NATIONAL RISK ASSESSMENT WITHIN THIRD SECTOR
Risk assessment; a process of evaluating potential risks, is often tailored round a projected activity as a way to define an estimate of risk related to the known threat. Over the years, Nigeria, like many African countries, has become a significant center for financial crime. This is essentially due to lack of proper checks and balances within the socio-economic purview, weak laws, weaker implementations of the laws already on ground and general lack of attention being paid to the movement of money especially within the third sector; terrorist organizations and corrupt officials therefore take advantage of the situation to launder money through not-for profit organizations and for the most part, get away with it.
The requirement to perform a National Risk Assessment stemmed from the 40 Recommendations on International Standards on Combating Money Laundering and the Financing of Terrorism and Proliferation handed down by the Financial Action Task Force’s (FATF), issued in 2012 and subsequently revised in 2016. The FATF is an intergovernmental body established in 1989It is the global body that sets the standards for combating money laundering and terrorist financing as well as other related threats to the integrity of the international financial system.
The National Risk Assessment began in the wake of the revision of the FATF recommendations which was done in 2012, recommending that countries identify, assess and understand the level of risks their countries face in terms of money laundering and terrorist financing. It mandated the need for specific actions to be taken in order to assess and ultimately mitigate these risks in their locales. Before it was officially reviewed and amended in 2016, the FATF Recommendation characterized Non-Governmental Organizations (NGOs) as being particularly vulnerable to terrorists abuse and this impacted the operation of civil society organizations greatly as laws which restricted the free operations of NGOs were then implemented. The revision however helped in gauging the effectiveness of the stringent laws, bringing to light the areas where implementation could be enhanced to mitigate the high risk of terrorist abuse within the sector.

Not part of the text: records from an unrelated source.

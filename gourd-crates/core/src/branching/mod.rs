//! Contains structures and traits to define the decision making procedure of a search worker.
//!
//! In general, it provides 3 traits:
//! - The [`Brancher`] which defines how a branching procedure (which selects an unfixed variable
//!   and splits the domain in some way) should operate; the main method of this trait is the
//!   [`Brancher::next_decision`] method. An example implementation of this trait is the
//!   [`IndependentVariableValueBrancher`].
//! - The [`VariableSelector`] which selects the next variable to branch on; the main method of
//!   this trait is the [`VariableSelector::select_variable`] method. An example implementation of
//!   this trait is the [`FirstFail`] strategy.
//! - The [`ValueSelector`] which turns the selected variable into a decision; the main method of
//!   this trait is the [`ValueSelector::select_value`] method.
//!
//! A decision is a [`Predicate`]; the search tries the predicate first and its negation on
//! backtrack.

mod brancher;
pub mod branchers;
mod selection_context;
pub mod tie_breaking;
pub mod value_selection;
pub mod variable_selection;

pub use brancher::Brancher;
pub use selection_context::SelectionContext;

#[cfg(doc)]
use crate::branching::branchers::IndependentVariableValueBrancher;
#[cfg(doc)]
use crate::branching::value_selection::ValueSelector;
#[cfg(doc)]
use crate::branching::variable_selection::FirstFail;
#[cfg(doc)]
use crate::branching::variable_selection::VariableSelector;
#[cfg(doc)]
use crate::predicates::Predicate;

Since inception, assessments have been done via mutual evaluations that are conducted with the country and representatives of the FATF or regional standard setter. It is to ensure that measures which are intended to be put in place to combat and ultimately mitigate the of risks of money laundering and terrorist financing within a country, sector or an organization are proportionate with the level of risks identified; anywhere there is movement of money: Financially-Based Organizations (FBO) as well as Designated Non-Financial Institutions (DNFI) which received sponsorship from various sources; NPOs are a part of , there is a perceived threat and the aim is to prevent criminals from using the financial system to move ill-gotten funds.
The Nigerian Financial Intelligence Unit (NFIU) has established a unit responsible for conducting thematic strategic analysis with a view to identifying money laundering and terrorism financing trends and typologies prevalent in the country. In this capacity, the NFIU relies mainly on the intelligence generated by itself and has not systemically benefited from other information in particular cases investigated by law enforcement agencies which were not triggered by NFIU. To date the NFIU has published one typology report on terrorist financing.
Organizations would demonstrate that the issues which predispose them to risks or amplify their level of vulnerability are taken into consideration; adequate measures to strengthen their structures and mitigate these risks are thought through and implemented. It is important to note however that even in all of these, risk is a dynamic and amorphous concept as it is inherently difficult to describe or measure in quantifiable terms; areas which were not initially considered to be vulnerable could pop up as the weak link if the mitigated measures are not carried out to safeguard the organization or sector as a whole therefore a risk assessment will involve making judgments about these perceived issues to achieve it intended goal.